Records from a dataset
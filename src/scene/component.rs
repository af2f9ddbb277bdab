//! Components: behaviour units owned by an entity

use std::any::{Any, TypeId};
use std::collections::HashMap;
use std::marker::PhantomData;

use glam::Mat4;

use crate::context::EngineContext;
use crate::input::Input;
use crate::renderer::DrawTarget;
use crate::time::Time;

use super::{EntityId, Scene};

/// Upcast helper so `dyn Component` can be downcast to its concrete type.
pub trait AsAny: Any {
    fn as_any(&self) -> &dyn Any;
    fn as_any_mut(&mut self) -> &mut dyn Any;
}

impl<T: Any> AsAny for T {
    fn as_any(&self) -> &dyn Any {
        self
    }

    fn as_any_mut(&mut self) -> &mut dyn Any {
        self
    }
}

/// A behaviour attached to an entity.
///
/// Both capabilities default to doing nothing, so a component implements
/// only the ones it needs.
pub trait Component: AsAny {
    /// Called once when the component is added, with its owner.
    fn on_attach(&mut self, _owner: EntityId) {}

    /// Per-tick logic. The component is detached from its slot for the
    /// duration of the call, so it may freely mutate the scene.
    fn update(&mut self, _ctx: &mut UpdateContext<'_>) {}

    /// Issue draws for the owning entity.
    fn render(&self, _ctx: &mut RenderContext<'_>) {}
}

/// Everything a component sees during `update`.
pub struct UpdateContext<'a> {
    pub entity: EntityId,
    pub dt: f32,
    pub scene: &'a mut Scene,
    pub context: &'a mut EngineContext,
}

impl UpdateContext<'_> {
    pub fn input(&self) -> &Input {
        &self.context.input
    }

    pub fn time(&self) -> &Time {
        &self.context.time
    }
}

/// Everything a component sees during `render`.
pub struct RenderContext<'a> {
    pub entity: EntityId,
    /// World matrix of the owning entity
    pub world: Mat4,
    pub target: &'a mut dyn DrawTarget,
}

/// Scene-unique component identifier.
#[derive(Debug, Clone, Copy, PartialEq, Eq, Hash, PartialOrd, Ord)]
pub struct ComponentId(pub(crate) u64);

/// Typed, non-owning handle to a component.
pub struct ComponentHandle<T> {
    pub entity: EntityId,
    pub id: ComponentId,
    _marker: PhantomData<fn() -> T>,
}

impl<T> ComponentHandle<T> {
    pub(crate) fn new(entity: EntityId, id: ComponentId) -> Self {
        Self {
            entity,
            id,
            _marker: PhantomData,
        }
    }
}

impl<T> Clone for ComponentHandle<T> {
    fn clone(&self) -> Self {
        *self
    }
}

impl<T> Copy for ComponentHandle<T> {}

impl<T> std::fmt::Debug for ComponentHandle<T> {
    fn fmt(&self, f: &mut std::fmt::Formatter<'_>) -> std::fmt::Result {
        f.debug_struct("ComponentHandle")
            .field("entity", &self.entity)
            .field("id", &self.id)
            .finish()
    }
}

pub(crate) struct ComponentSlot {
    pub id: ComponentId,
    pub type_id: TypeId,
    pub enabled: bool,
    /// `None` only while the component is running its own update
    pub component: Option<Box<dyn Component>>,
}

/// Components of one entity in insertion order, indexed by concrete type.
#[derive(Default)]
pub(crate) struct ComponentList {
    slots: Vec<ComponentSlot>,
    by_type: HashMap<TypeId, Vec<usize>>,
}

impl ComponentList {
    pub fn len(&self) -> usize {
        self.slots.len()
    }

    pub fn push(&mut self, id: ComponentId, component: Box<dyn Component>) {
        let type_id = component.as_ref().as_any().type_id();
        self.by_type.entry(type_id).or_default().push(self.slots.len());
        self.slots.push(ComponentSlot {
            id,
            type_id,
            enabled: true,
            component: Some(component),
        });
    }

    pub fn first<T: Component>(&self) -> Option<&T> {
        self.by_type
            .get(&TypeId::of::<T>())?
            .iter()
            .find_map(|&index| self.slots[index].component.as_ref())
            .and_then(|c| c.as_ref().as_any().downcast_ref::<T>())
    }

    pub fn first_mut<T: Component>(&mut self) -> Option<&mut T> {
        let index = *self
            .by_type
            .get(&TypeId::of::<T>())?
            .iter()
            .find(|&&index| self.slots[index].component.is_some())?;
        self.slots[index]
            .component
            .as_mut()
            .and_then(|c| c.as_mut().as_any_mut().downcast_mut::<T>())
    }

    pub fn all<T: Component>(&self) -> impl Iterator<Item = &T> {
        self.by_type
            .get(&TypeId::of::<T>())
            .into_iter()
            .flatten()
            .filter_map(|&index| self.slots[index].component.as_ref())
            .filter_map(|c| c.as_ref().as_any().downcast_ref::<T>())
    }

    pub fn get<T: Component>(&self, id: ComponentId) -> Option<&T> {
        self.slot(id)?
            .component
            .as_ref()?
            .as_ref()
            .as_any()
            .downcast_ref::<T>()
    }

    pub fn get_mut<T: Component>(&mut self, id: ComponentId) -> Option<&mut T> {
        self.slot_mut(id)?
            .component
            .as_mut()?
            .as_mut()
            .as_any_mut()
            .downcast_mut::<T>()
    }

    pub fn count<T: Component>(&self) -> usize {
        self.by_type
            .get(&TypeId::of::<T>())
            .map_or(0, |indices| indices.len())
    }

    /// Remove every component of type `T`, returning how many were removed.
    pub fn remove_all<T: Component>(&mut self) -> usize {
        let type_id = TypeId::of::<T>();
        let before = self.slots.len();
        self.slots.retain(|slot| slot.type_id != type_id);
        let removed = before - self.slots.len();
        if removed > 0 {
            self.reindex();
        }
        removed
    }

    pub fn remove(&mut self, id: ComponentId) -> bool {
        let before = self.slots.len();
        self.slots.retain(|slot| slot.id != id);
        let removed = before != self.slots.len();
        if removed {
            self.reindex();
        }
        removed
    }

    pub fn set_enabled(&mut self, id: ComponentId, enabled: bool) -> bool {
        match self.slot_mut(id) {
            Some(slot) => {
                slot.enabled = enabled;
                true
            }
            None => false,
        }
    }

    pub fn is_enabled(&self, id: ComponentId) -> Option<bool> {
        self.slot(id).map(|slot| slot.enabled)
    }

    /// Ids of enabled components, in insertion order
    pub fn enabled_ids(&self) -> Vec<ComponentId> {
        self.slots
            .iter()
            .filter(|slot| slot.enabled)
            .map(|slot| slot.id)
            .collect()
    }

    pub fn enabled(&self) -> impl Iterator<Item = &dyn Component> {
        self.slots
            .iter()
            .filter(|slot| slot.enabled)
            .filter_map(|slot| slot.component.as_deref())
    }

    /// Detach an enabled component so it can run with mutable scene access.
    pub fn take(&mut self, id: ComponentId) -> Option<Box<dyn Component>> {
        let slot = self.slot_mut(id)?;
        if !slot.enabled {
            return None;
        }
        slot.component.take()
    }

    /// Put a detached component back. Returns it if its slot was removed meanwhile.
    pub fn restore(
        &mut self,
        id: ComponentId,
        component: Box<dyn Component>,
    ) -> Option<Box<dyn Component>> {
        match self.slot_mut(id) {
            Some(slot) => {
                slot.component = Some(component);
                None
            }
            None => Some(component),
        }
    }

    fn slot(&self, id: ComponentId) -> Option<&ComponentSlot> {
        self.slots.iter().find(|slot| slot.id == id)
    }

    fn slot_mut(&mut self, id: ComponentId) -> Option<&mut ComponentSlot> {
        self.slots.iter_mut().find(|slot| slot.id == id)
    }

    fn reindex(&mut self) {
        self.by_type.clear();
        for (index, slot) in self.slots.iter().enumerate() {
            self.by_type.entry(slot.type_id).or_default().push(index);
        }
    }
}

> **Activity**:
Would you please restate all of the entries exactly?

> **Result for this task**:
filename src/scene/component.rs
repository af2f9ddbb277bdab
//! Components: behaviour units owned by an entity

use std::any::{Any, TypeId};
use std::collections::HashMap;
use std::marker::PhantomData;

use glam::Mat4;

use crate::context::EngineContext;
use crate::input::Input;
use crate::renderer::DrawTarget;
use crate::time::Time;

use super::{EntityId, Scene};

/// Upcast helper so `dyn Component` can be downcast to its concrete type.
pub trait AsAny: Any {
    fn as_any(&self) -> &dyn Any;
    fn as_any_mut(&mut self) -> &mut dyn Any;
}

impl<T: Any> AsAny for T {
    fn as_any(&self) -> &dyn Any {
        self
    }

    fn as_any_mut(&mut self) -> &mut dyn Any {
        self
    }
}

/// A behaviour attached to an entity.
///
/// Both capabilities default to doing nothing, so a component implements
/// only the ones it needs.
pub trait Component: AsAny {
    /// Called once when the component is added, with its owner.
    fn on_attach(&mut self, _owner: EntityId) {}

    /// Per-tick logic. The component is detached from its slot for the
    /// duration of the call, so it may freely mutate the scene.
    fn update(&mut self, _ctx: &mut UpdateContext<'_>) {}

    /// Issue draws for the owning entity.
    fn render(&self, _ctx: &mut RenderContext<'_>) {}
}

/// Everything a component sees during `update`.
pub struct UpdateContext<'a> {
    pub entity: EntityId,
    pub dt: f32,
    pub scene: &'a mut Scene,
    pub context: &'a mut EngineContext,
}

impl UpdateContext<'_> {
    pub fn input(&self) -> &Input {
        &self.context.input
    }

    pub fn time(&self) -> &Time {
        &self.context.time
    }
}

/// Everything a component sees during `render`.
pub struct RenderContext<'a> {
    pub entity: EntityId,
    /// World matrix of the owning entity
    pub world: Mat4,
    pub target: &'a mut dyn DrawTarget,
}

/// Scene-unique component identifier.
#[derive(Debug, Clone, Copy, PartialEq, Eq, Hash, PartialOrd, Ord)]
pub struct ComponentId(pub(crate) u64);

/// Typed, non-owning handle to a component.
pub struct ComponentHandle<T> {
    pub entity: EntityId,
    pub id: ComponentId,
    _marker: PhantomData<fn() -> T>,
}

impl<T> ComponentHandle<T> {
    pub(crate) fn new(entity: EntityId, id: ComponentId) -> Self {
        Self {
            entity,
            id,
            _marker: PhantomData,
        }
    }
}

impl<T> Clone for ComponentHandle<T> {
    fn clone(&self) -> Self {
        *self
    }
}

impl<T> Copy for ComponentHandle<T> {}

impl<T> std::fmt::Debug for ComponentHandle<T> {
    fn fmt(&self, f: &mut std::fmt::Formatter<'_>) -> std::fmt::Result {
        f.debug_struct("ComponentHandle")
            .field("entity", &self.entity)
            .field("id", &self.id)
            .finish()
    }
}

pub(crate) struct ComponentSlot {
    pub id: ComponentId,
    pub type_id: TypeId,
    pub enabled: bool,
    /// `None` only while the component is running its own update
    pub component: Option<Box<dyn Component>>,
}

/// Components of one entity in insertion order, indexed by concrete type.
#[derive(Default)]
pub(crate) struct ComponentList {
    slots: Vec<ComponentSlot>,
    by_type: HashMap<TypeId, Vec<usize>>,
}

impl ComponentList {
    pub fn len(&self) -> usize {
        self.slots.len()
    }

    pub fn push(&mut self, id: ComponentId, component: Box<dyn Component>) {
        let type_id = component.as_ref().as_any().type_id();
        self.by_type.entry(type_id).or_default().push(self.slots.len());
        self.slots.push(ComponentSlot {
            id,
            type_id,
            enabled: true,
            component: Some(component),
        });
    }

    pub fn first<T: Component>(&self) -> Option<&T> {
        self.by_type
            .get(&TypeId::of::<T>())?
            .iter()
            .find_map(|&index| self.slots[index].component.as_ref())
            .and_then(|c| c.as_ref().as_any().downcast_ref::<T>())
    }

    pub fn first_mut<T: Component>(&mut self) -> Option<&mut T> {
        let index = *self
            .by_type
            .get(&TypeId::of::<T>())?
            .iter()
            .find(|&&index| self.slots[index].component.is_some())?;
        self.slots[index]
            .component
            .as_mut()
            .and_then(|c| c.as_mut().as_any_mut().downcast_mut::<T>())
    }

    pub fn all<T: Component>(&self) -> impl Iterator<Item = &T> {
        self.by_type
            .get(&TypeId::of::<T>())
            .into_iter()
            .flatten()
            .filter_map(|&index| self.slots[index].component.as_ref())
            .filter_map(|c| c.as_ref().as_any().downcast_ref::<T>())
    }

    pub fn get<T: Component>(&self, id: ComponentId) -> Option<&T> {
        self.slot(id)?
            .component
            .as_ref()?
            .as_ref()
            .as_any()
            .downcast_ref::<T>()
    }

    pub fn get_mut<T: Component>(&mut self, id: ComponentId) -> Option<&mut T> {
        self.slot_mut(id)?
            .component
            .as_mut()?
            .as_mut()
            .as_any_mut()
            .downcast_mut::<T>()
    }

    pub fn count<T: Component>(&self) -> usize {
        self.by_type
            .get(&TypeId::of::<T>())
            .map_or(0, |indices| indices.len())
    }

    /// Remove every component of type `T`, returning how many were removed.
    pub fn remove_all<T: Component>(&mut self) -> usize {
        let type_id = TypeId::of::<T>();
        let before = self.slots.len();
        self.slots.retain(|slot| slot.type_id != type_id);
        let removed = before - self.slots.len();
        if removed > 0 {
            self.reindex();
        }
        removed
    }

    pub fn remove(&mut self, id: ComponentId) -> bool {
        let before = self.slots.len();
        self.slots.retain(|slot| slot.id != id);
        let removed = before != self.slots.len();
        if removed {
            self.reindex();
        }
        removed
    }

    pub fn set_enabled(&mut self, id: ComponentId, enabled: bool) -> bool {
        match self.slot_mut(id) {
            Some(slot) => {
                slot.enabled = enabled;
                true
            }
            None => false,
        }
    }

    pub fn is_enabled(&self, id: ComponentId) -> Option<bool> {
        self.slot(id).map(|slot| slot.enabled)
    }

    /// Ids of enabled components, in insertion order
    pub fn enabled_ids(&self) -> Vec<ComponentId> {
        self.slots
            .iter()
            .filter(|slot| slot.enabled)
            .map(|slot| slot.id)
            .collect()
    }

    pub fn enabled(&self) -> impl Iterator<Item = &dyn Component> {
        self.slots
            .iter()
            .filter(|slot| slot.enabled)
            .filter_map(|slot| slot.component.as_deref())
    }

    /// Detach an enabled component so it can run with mutable scene access.
    pub fn take(&mut self, id: ComponentId) -> Option<Box<dyn Component>> {
        let slot = self.slot_mut(id)?;
        if !slot.enabled {
            return None;
        }
        slot.component.take()
    }

    /// Put a detached component back. Returns it if its slot was removed meanwhile.
    pub fn restore(
        &mut self,
        id: ComponentId,
        component: Box<dyn Component>,
    ) -> Option<Box<dyn Component>> {
        match self.slot_mut(id) {
            Some(slot) => {
                slot.component = Some(component);
                None
            }
            None => Some(component),
        }
    }

    fn slot(&self, id: ComponentId) -> Option<&ComponentSlot> {
        self.slots.iter().find(|slot| slot.id == id)
    }

    fn slot_mut(&mut self, id: ComponentId) -> Option<&mut ComponentSlot> {
        self.slots.iter_mut().find(|slot| slot.id == id)
    }

    fn reindex(&mut self) {
        self.by_type.clear();
        for (index, slot) in self.slots.iter().enumerate() {
            self.by_type.entry(slot.type_id).or_default().push(index);
        }
    }
}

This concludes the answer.